DATA UNDER STUDY:
//! Record parsers for the vertex, element and surface sections.
//!
//! Each parser expects the scanner to sit right after its section marker,
//! reads the count line, then exactly that many records. Entities are
//! appended to the mesh in file order. Element and surface records are
//! resolved against the vertex id index as they are appended.

use crate::io::scanner::SectionScanner;
use crate::io::{DuplicateVertexHandling, LoadOptions, RecordLayout};
use crate::mesh::Mesh;
use crate::mesh_error::MeshError;
use crate::topology::cell::{CellKind, CellRecord, Element, Surface};
use crate::topology::cell_type::CellType;
use crate::topology::id::VertexId;
use crate::topology::vertex::Vertex;
use std::str::SplitWhitespace;

/// Element and surface records as the cell parser builds and stores them.
pub(crate) trait SectionRecord: CellRecord + Sized {
    fn build(
        id: u64,
        cell_type: CellType,
        vertex_ids: Vec<VertexId>,
        tags: Vec<u64>,
    ) -> Result<Self, MeshError>;

    fn append(self, mesh: &mut Mesh) -> Result<usize, MeshError>;
}

impl SectionRecord for Element {
    fn build(
        id: u64,
        cell_type: CellType,
        vertex_ids: Vec<VertexId>,
        tags: Vec<u64>,
    ) -> Result<Self, MeshError> {
        Ok(Element::new(id, cell_type, vertex_ids)?.with_tags(tags))
    }

    fn append(self, mesh: &mut Mesh) -> Result<usize, MeshError> {
        mesh.push_element(self)
    }
}

impl SectionRecord for Surface {
    fn build(
        id: u64,
        cell_type: CellType,
        vertex_ids: Vec<VertexId>,
        tags: Vec<u64>,
    ) -> Result<Self, MeshError> {
        Ok(Surface::new(id, cell_type, vertex_ids)?.with_tags(tags))
    }

    fn append(self, mesh: &mut Mesh) -> Result<usize, MeshError> {
        mesh.push_surface(self)
    }
}

fn section_name(kind: Option<CellKind>) -> &'static str {
    match kind {
        None => "vertex",
        Some(CellKind::Element) => "element",
        Some(CellKind::Surface) => "surface",
    }
}

/// Fetches record `found` of `declared`, turning an early stop into a `ParseError`.
fn next_record<'a>(
    scanner: &mut SectionScanner<'a>,
    options: &LoadOptions,
    section: &str,
    declared: usize,
    found: usize,
) -> Result<(usize, &'a str), MeshError> {
    let Some((line_no, line)) = scanner.next_record() else {
        return Err(MeshError::parse(
            scanner.line_number() + 1,
            "",
            format!(
                "unexpected end of file: {section} section declares {declared} records, found {found}"
            ),
        ));
    };
    if options.keywords.is_marker(line.trim()) {
        return Err(MeshError::parse(
            line_no,
            line,
            format!("{section} section ended early: declares {declared} records, found {found}"),
        ));
    }
    Ok((line_no, line))
}

fn field<'a>(
    fields: &mut SplitWhitespace<'a>,
    line_no: usize,
    line: &str,
    what: &str,
) -> Result<&'a str, MeshError> {
    fields
        .next()
        .ok_or_else(|| MeshError::parse(line_no, line, format!("missing {what}")))
}

fn parse_field<T: std::str::FromStr>(
    raw: &str,
    line_no: usize,
    line: &str,
    what: &str,
) -> Result<T, MeshError> {
    raw.parse::<T>()
        .map_err(|_| MeshError::parse(line_no, line, format!("invalid {what}: {raw}")))
}

/// Reads the vertex section. Returns the number of vertices appended.
pub(crate) fn read_vertices(
    scanner: &mut SectionScanner<'_>,
    mesh: &mut Mesh,
    options: &LoadOptions,
) -> Result<usize, MeshError> {
    let section = section_name(None);
    let count = scanner.read_count(section)?;
    for found in 0..count {
        let (line_no, line) = next_record(scanner, options, section, count, found)?;
        let mut fields = line.split_whitespace();
        let id: u64 = parse_field(
            field(&mut fields, line_no, line, "vertex id")?,
            line_no,
            line,
            "vertex id",
        )?;
        let mut xyz = [0.0f64; 3];
        for (coord, axis) in xyz.iter_mut().zip(["x", "y", "z"]) {
            let what = format!("{axis} coordinate");
            *coord = parse_field(field(&mut fields, line_no, line, &what)?, line_no, line, &what)?;
        }
        if fields.next().is_some() {
            return Err(MeshError::parse(
                line_no,
                line,
                "unexpected fields after vertex coordinates",
            ));
        }

        let vid = VertexId::new(id);
        if mesh.contains_vertex(vid) {
            match options.duplicate_vertices {
                DuplicateVertexHandling::Warn => {
                    log::warn!(
                        "Duplicate vertex id {vid} on line {line_no}; lookups resolve to the later vertex"
                    );
                }
                DuplicateVertexHandling::Ignore => {}
                DuplicateVertexHandling::Error => {
                    return Err(MeshError::DuplicateVertexId {
                        id: vid,
                        line: line_no,
                    });
                }
            }
        }
        mesh.push_vertex(Vertex::new(id, xyz));
    }
    Ok(count)
}

/// Reads an element or surface section. Returns the number of records appended.
pub(crate) fn read_cells<C: SectionRecord>(
    scanner: &mut SectionScanner<'_>,
    mesh: &mut Mesh,
    options: &LoadOptions,
) -> Result<usize, MeshError> {
    let section = section_name(Some(C::KIND));
    let count = scanner.read_count(section)?;
    for found in 0..count {
        let (line_no, line) = next_record(scanner, options, section, count, found)?;
        let record = parse_cell::<C>(line_no, line, options.layout)?;
        record.append(mesh)?;
    }
    Ok(count)
}

fn parse_cell<C: SectionRecord>(
    line_no: usize,
    line: &str,
    layout: RecordLayout,
) -> Result<C, MeshError> {
    let section = section_name(Some(C::KIND));
    let mut fields = line.split_whitespace();

    let id_what = format!("{section} id");
    let id: u64 = parse_field(
        field(&mut fields, line_no, line, &id_what)?,
        line_no,
        line,
        &id_what,
    )?;
    let tag: u32 = parse_field(
        field(&mut fields, line_no, line, "cell type")?,
        line_no,
        line,
        "cell type",
    )?;
    let cell_type =
        CellType::from_tag(tag).ok_or(MeshError::UnsupportedCellType { line: line_no, tag })?;

    let tags = match layout {
        RecordLayout::Plain => Vec::new(),
        RecordLayout::GmshTagged => {
            let n: usize = parse_field(
                field(&mut fields, line_no, line, "tag count")?,
                line_no,
                line,
                "tag count",
            )?;
            (0..n)
                .map(|_| {
                    parse_field::<u64>(field(&mut fields, line_no, line, "tag")?, line_no, line, "tag")
                })
                .collect::<Result<Vec<_>, _>>()?
        }
    };

    let vertex_ids = fields
        .map(|raw| parse_field::<u64>(raw, line_no, line, "vertex id").map(VertexId::new))
        .collect::<Result<Vec<_>, _>>()?;
    let expected = cell_type.node_count();
    if vertex_ids.len() != expected {
        return Err(MeshError::MalformedRecord {
            line: line_no,
            id: id.into(),
            cell_type,
            expected,
            found: vertex_ids.len(),
        });
    }
    C::build(id, cell_type, vertex_ids, tags)
}
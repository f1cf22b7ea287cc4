pub mod config;
pub mod deploy;
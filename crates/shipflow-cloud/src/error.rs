//! Cloud service error types

use thiserror::Error;

/// Cloud service errors
#[derive(Error, Debug)]
pub enum CloudError {
    #[error("Resource not found: {0}")]
    ResourceNotFound(String),

    #[error("{0}")]
    ApiError(String),

    #[error("Invalid configuration: {0}")]
    InvalidConfig(String),

    #[error("Timeout: {0}")]
    Timeout(String),

    /// The provider failed without saying why
    #[error("provider returned no error message")]
    Unspecified,

    #[error("IO error: {0}")]
    Io(#[from] std::io::Error),
}

impl CloudError {
    /// The human-readable message reported by the provider, if it gave one.
    ///
    /// An `ApiError` carrying only whitespace counts as absent; any other
    /// text is returned unchanged.
    pub fn provider_message(&self) -> Option<String> {
        match self {
            CloudError::Unspecified => None,
            CloudError::ApiError(msg) if msg.trim().is_empty() => None,
            CloudError::ApiError(msg) => Some(msg.clone()),
            other => Some(other.to_string()),
        }
    }
}

pub type Result<T> = std::result::Result<T, CloudError>;
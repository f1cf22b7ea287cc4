pub mod error;
pub mod settings;

pub use error::*;
pub use settings::{AwsSettings, ProjectSettings, SettingsStore};

use std::path::{Path, PathBuf};

/// Default settings file name in the project root
pub const SETTINGS_FILE: &str = ".shipflow.json";

/// Environment variable pointing directly at a settings file
pub const SETTINGS_PATH_ENV: &str = "SHIPFLOW_SETTINGS_PATH";

/// Resolve the settings file for a project.
///
/// 1. `SHIPFLOW_SETTINGS_PATH` if set (the file need not exist yet)
/// 2. `<project_root>/.shipflow.json`
pub fn settings_path(project_root: &Path) -> PathBuf {
    if let Ok(path) = std::env::var(SETTINGS_PATH_ENV)
        && !path.trim().is_empty()
    {
        return PathBuf::from(path);
    }

    project_root.join(SETTINGS_FILE)
}

/// Open the settings store for a project
pub fn open(project_root: &Path) -> SettingsStore {
    SettingsStore::new(settings_path(project_root))
}
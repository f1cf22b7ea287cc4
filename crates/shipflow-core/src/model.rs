//! Deployment configuration and the state accumulated while deploying

use crate::error::{DeploymentError, Result, UNSUPPORTED_DATABASE};
use serde::{Deserialize, Serialize};
use shipflow_build::BuildTool;
use shipflow_config::AwsSettings;

/// Sizing value that defers to the companion free-text field
pub const CUSTOM_SIZE: &str = "custom";

/// Database engine of the managed instance
#[derive(Debug, Clone, Copy, PartialEq, Eq, Serialize, Deserialize)]
#[serde(rename_all = "lowercase")]
pub enum DbEngine {
    MariaDb,
    MySql,
    Postgres,
}

impl DbEngine {
    /// Map the project's declared production database technology.
    ///
    /// Case-insensitive; only MariaDB, MySQL and PostgreSQL can be deployed.
    pub fn from_technology(technology: &str) -> Result<Self> {
        match technology.trim().to_ascii_lowercase().as_str() {
            "mariadb" => Ok(DbEngine::MariaDb),
            "mysql" => Ok(DbEngine::MySql),
            "postgresql" => Ok(DbEngine::Postgres),
            _ => Err(DeploymentError::configuration(UNSUPPORTED_DATABASE)),
        }
    }

    /// Engine name used when creating the instance
    pub fn creation_name(&self) -> &'static str {
        match self {
            DbEngine::MariaDb => "mariadb",
            DbEngine::MySql => "mysql",
            DbEngine::Postgres => "postgres",
        }
    }

    /// Engine name used when building the connection URL.
    ///
    /// Differs from [`creation_name`](Self::creation_name) only for PostgreSQL.
    pub fn url_name(&self) -> &'static str {
        match self {
            DbEngine::Postgres => "postgresql",
            other => other.creation_name(),
        }
    }
}

impl std::fmt::Display for DbEngine {
    fn fmt(&self, f: &mut std::fmt::Formatter<'_>) -> std::fmt::Result {
        f.write_str(self.creation_name())
    }
}

/// Everything one deployment run needs, plus what it learns along the way.
///
/// `war_key` and `db_url` are written by the pipeline, once each, and are
/// absent until their producing step succeeded.
#[derive(Debug, Clone, PartialEq, Eq)]
pub struct DeploymentConfig {
    pub base_name: String,
    pub build_tool: BuildTool,

    pub application_name: String,
    pub environment_name: String,
    pub bucket_name: String,

    pub instance_type: String,
    pub custom_instance_type: String,
    pub db_instance_class: String,
    pub custom_db_instance_class: String,

    pub aws_region: String,

    pub db_name: String,
    pub db_engine: DbEngine,
    pub db_username: String,
    pub db_password: String,

    /// Loaded from a previous run's settings
    pub existing_project: bool,

    war_key: Option<String>,
    db_url: Option<String>,
}

impl DeploymentConfig {
    /// Empty configuration for a fresh deployment
    pub fn new(build_tool: BuildTool, db_engine: DbEngine) -> Self {
        Self {
            base_name: String::new(),
            build_tool,
            application_name: String::new(),
            environment_name: String::new(),
            bucket_name: String::new(),
            instance_type: String::new(),
            custom_instance_type: String::new(),
            db_instance_class: String::new(),
            custom_db_instance_class: String::new(),
            aws_region: String::new(),
            db_name: String::new(),
            db_engine,
            db_username: String::new(),
            db_password: String::new(),
            existing_project: false,
            war_key: None,
            db_url: None,
        }
    }

    /// Fill the persisted fields from a previous run.
    ///
    /// Custom overrides are cleared, they are asked for again every run.
    pub fn apply_saved(&mut self, saved: &AwsSettings) {
        self.application_name = saved.application_name.clone();
        self.environment_name = saved.environment_name.clone();
        self.bucket_name = saved.bucket_name.clone();
        self.instance_type = saved.instance_type.clone();
        self.custom_instance_type.clear();
        self.aws_region = saved.aws_region.clone();
        self.db_name = saved.db_name.clone();
        self.db_instance_class = saved.db_instance_class.clone();
        self.custom_db_instance_class.clear();
        self.existing_project = true;
    }

    /// The record persisted after configuration; never contains credentials
    pub fn to_settings(&self) -> AwsSettings {
        AwsSettings {
            application_name: self.application_name.clone(),
            environment_name: self.environment_name.clone(),
            bucket_name: self.bucket_name.clone(),
            instance_type: self.instance_type.clone(),
            aws_region: self.aws_region.clone(),
            db_name: self.db_name.clone(),
            db_instance_class: self.db_instance_class.clone(),
        }
    }

    /// Instance type sent to the provider, honouring the custom override
    pub fn effective_instance_type(&self) -> &str {
        resolve_size(&self.instance_type, &self.custom_instance_type)
    }

    /// Database instance class sent to the provider, honouring the custom override
    pub fn effective_db_instance_class(&self) -> &str {
        resolve_size(&self.db_instance_class, &self.custom_db_instance_class)
    }

    pub fn war_key(&self) -> Option<&str> {
        self.war_key.as_deref()
    }

    pub fn db_url(&self) -> Option<&str> {
        self.db_url.as_deref()
    }

    pub(crate) fn record_war_key(&mut self, war_key: String) {
        debug_assert!(self.war_key.is_none(), "war_key is write-once");
        self.war_key = Some(war_key);
    }

    pub(crate) fn record_db_url(&mut self, db_url: String) {
        debug_assert!(self.db_url.is_none(), "db_url is write-once");
        self.db_url = Some(db_url);
    }

    /// Check that every value a provisioning step reads is present
    pub fn validate(&self) -> Result<()> {
        let required = [
            ("application name", &self.application_name),
            ("environment name", &self.environment_name),
            ("bucket name", &self.bucket_name),
            ("AWS region", &self.aws_region),
            ("instance type", &self.instance_type),
            ("database instance class", &self.db_instance_class),
            ("database name", &self.db_name),
            ("database username", &self.db_username),
            ("database password", &self.db_password),
        ];

        let missing: Vec<&str> = required
            .iter()
            .filter(|(_, value)| value.trim().is_empty())
            .map(|(name, _)| *name)
            .collect();

        if !missing.is_empty() {
            return Err(DeploymentError::configuration(format!(
                "Missing deployment settings: {}",
                missing.join(", ")
            )));
        }

        if self.effective_instance_type().trim().is_empty() {
            return Err(DeploymentError::configuration(
                "Instance type is 'custom' but no custom instance type was given",
            ));
        }
        if self.effective_db_instance_class().trim().is_empty() {
            return Err(DeploymentError::configuration(
                "Database instance class is 'custom' but no custom class was given",
            ));
        }

        Ok(())
    }
}

fn resolve_size<'a>(tier: &'a str, custom: &'a str) -> &'a str {
    if tier == CUSTOM_SIZE { custom } else { tier }
}
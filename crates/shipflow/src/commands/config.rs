use colored::Colorize;
use std::path::Path;

pub fn handle(project_dir: &Path) -> anyhow::Result<()> {
    let store = shipflow_config::open(project_dir);
    println!(
        "{} {}",
        "Settings file:".bold(),
        store.path().display().to_string().cyan()
    );

    if !store.path().exists() {
        println!("{}", "No settings saved yet.".yellow());
        return Ok(());
    }

    let settings = store.load()?;
    match &settings.aws {
        Some(_) => println!("{}", "Existing deployment (next deploy updates it)".green()),
        None => println!("{}", "No deployment recorded yet".yellow()),
    }
    println!();
    println!("{}", serde_json::to_string_pretty(&settings)?);
    Ok(())
}
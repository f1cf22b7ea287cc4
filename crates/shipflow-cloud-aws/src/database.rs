//! RDS: database instance and connection URL

use crate::error::AwsError;
use crate::provider::AwsServices;
use async_trait::async_trait;
use aws_sdk_rds::operation::create_db_instance::builders::CreateDBInstanceFluentBuilder;
use aws_sdk_rds::types::DbInstance;
use shipflow_cloud::{
    CloudError, DatabaseRequest, DatabaseUrl, ManagedDatabase, ServiceMessage, poll_until,
};

const ALLOCATED_STORAGE_GB: i32 = 20;

/// Statuses an instance never leaves on its own
const TERMINAL_STATUSES: &[&str] = &[
    "failed",
    "deleting",
    "incompatible-credentials",
    "incompatible-network",
    "incompatible-parameters",
    "incompatible-restore",
    "inaccessible-encryption-credentials",
    "storage-full",
];

/// The master password travels in the signed request body only
pub(crate) fn create_db_instance_request(
    rds: &aws_sdk_rds::Client,
    request: &DatabaseRequest,
) -> CreateDBInstanceFluentBuilder {
    rds.create_db_instance()
        .db_instance_identifier(&request.name)
        .db_name(&request.name)
        .db_instance_class(&request.instance_class)
        .engine(&request.engine)
        .master_username(&request.username)
        .master_user_password(&request.password)
        .allocated_storage(ALLOCATED_STORAGE_GB)
        .publicly_accessible(false)
}

/// `Some(url)` once the instance is available
fn ready_url(
    instance: Option<&DbInstance>,
    name: &str,
    engine: &str,
) -> shipflow_cloud::Result<Option<String>> {
    let instance = instance
        .ok_or_else(|| CloudError::ResourceNotFound(format!("database instance {}", name)))?;
    let status = instance.db_instance_status().unwrap_or_default();

    if TERMINAL_STATUSES.contains(&status) {
        return Err(CloudError::ApiError(format!(
            "Database instance {} is in state '{}'",
            name, status
        )));
    }

    tracing::info!("Database {} status: {}", name, status);
    if status != "available" {
        return Ok(None);
    }

    let endpoint = instance
        .endpoint()
        .and_then(|e| Some((e.address()?, e.port()?)));
    Ok(endpoint
        .map(|(address, port)| format!("jdbc:{}://{}:{}/{}", engine, address, port, name)))
}

#[async_trait]
impl ManagedDatabase for AwsServices {
    async fn create_database(
        &self,
        request: &DatabaseRequest,
    ) -> shipflow_cloud::Result<ServiceMessage> {
        match create_db_instance_request(&self.rds, request).send().await {
            Ok(_) => Ok(ServiceMessage::new(format!(
                "Database instance {} ({}, {}) is being created",
                request.name, request.engine, request.instance_class
            ))),
            Err(e)
                if e
                    .as_service_error()
                    .is_some_and(|s| s.is_db_instance_already_exists_fault()) =>
            {
                Ok(ServiceMessage::new(format!(
                    "Database instance {} already exists",
                    request.name
                )))
            }
            Err(e) => Err(AwsError::from(e).into()),
        }
    }

    async fn resolve_url(&self, name: &str, engine: &str) -> shipflow_cloud::Result<DatabaseUrl> {
        let what = format!("database {}", name);
        let db_url = poll_until(&what, &self.wait, || async move {
            let described = self
                .rds
                .describe_db_instances()
                .db_instance_identifier(name)
                .send()
                .await
                .map_err(AwsError::from)?;
            ready_url(described.db_instances().first(), name, engine)
        })
        .await?;

        Ok(DatabaseUrl {
            message: format!("Database available at {}", db_url),
            db_url,
        })
    }
}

EXERCISE:
Copy, from the data above, every line where the word "axis" appears.

EXPECTED OUTPUT:
        for (coord, axis) in xyz.iter_mut().zip(["x", "y", "z"]) {
            let what = format!("{axis} coordinate");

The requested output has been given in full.